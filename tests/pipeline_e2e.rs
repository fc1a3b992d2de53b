// tests/pipeline_e2e.rs
//
// Fixture feeds → fetch → score → render → file, without the network.

use std::sync::Arc;

use anyhow::{bail, Result};
use async_trait::async_trait;
use chrono::{TimeZone, Utc};
use clean_news::ingest::providers::RssFeedSource;
use clean_news::ingest::types::{FeedSource, RawEntry};
use clean_news::{Pipeline, Scorer};

const RSS_XML: &str = include_str!("fixtures/rss_mixed.xml");
const ATOM_XML: &str = include_str!("fixtures/atom.xml");
const BROKEN_XML: &str = include_str!("fixtures/broken.xml");

struct Unreachable;

#[async_trait]
impl FeedSource for Unreachable {
    async fn fetch_entries(&self) -> Result<Vec<RawEntry>> {
        bail!("timed out fetching https://unreachable.example.test/rss")
    }
    fn name(&self) -> &str {
        "Unreachable"
    }
}

fn fixture_sources() -> Vec<Arc<dyn FeedSource>> {
    vec![
        Arc::new(RssFeedSource::from_fixture("Mixed Wire", RSS_XML)),
        Arc::new(Unreachable),
        Arc::new(RssFeedSource::from_fixture("Atom Desk", ATOM_XML)),
        Arc::new(RssFeedSource::from_fixture("Gateway", BROKEN_XML)),
    ]
}

#[tokio::test]
async fn fixtures_are_scored_rendered_and_written() {
    let dir = tempfile::tempdir().unwrap();
    let out_path = dir.path().join("site").join("index.html");
    let now = Utc.with_ymd_and_hms(2024, 5, 1, 12, 0, 0).unwrap();

    let pipeline = Pipeline::new(Scorer::default(), fixture_sources()).with_output_path(&out_path);
    assert_eq!(pipeline.source_count(), 4);

    let out = pipeline
        .run_once(now)
        .await
        .expect("pipeline ok")
        .expect("some sources produced data");

    // failing sources are skipped; the rest keep config order
    assert_eq!(
        out.report.ranked.source_names().collect::<Vec<_>>(),
        vec!["Mixed Wire", "Atom Desk"]
    );
    assert_eq!(out.generated_at, now);

    // "market" is the one token every English headline shares
    assert_eq!(out.report.top_vocabulary[0].0, "market");

    let wire = out.report.ranked.get("Mixed Wire").unwrap();
    assert_eq!(wire.len(), 4);
    // the two boosted, same-day headlines outrank the rest
    let top_two: Vec<&str> = wire[..2].iter().map(|i| i.title.as_str()).collect();
    assert!(top_two.contains(&"Breaking: market rally lifts tech stocks"));
    assert!(top_two.iter().any(|t| t.starts_with("突发")));
    assert!(wire[..2].iter().all(|i| i.score.unwrap_or(0) >= 110));
    assert!(wire.windows(2).all(|w| w[0].score >= w[1].score));
    assert!(wire.iter().all(|i| i.score.is_some()));

    let written = std::fs::read_to_string(&out_path).expect("page written");
    assert_eq!(written, out.html);
    assert!(written.contains("Mixed Wire"));
    assert!(!written.contains("Unreachable"));
}

#[tokio::test]
async fn nothing_fetched_means_nothing_written() {
    let dir = tempfile::tempdir().unwrap();
    let out_path = dir.path().join("index.html");
    let sources: Vec<Arc<dyn FeedSource>> = vec![Arc::new(Unreachable)];

    let pipeline = Pipeline::new(Scorer::default(), sources).with_output_path(&out_path);
    let out = pipeline.run_once(Utc::now()).await.expect("pipeline ok");

    assert!(out.is_none());
    assert!(!out_path.exists());
}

◆ ◆ ◆ ◆ ◆

The sole thing to report is how many lines in the data hold the string "collect".

FINISHED TASK
2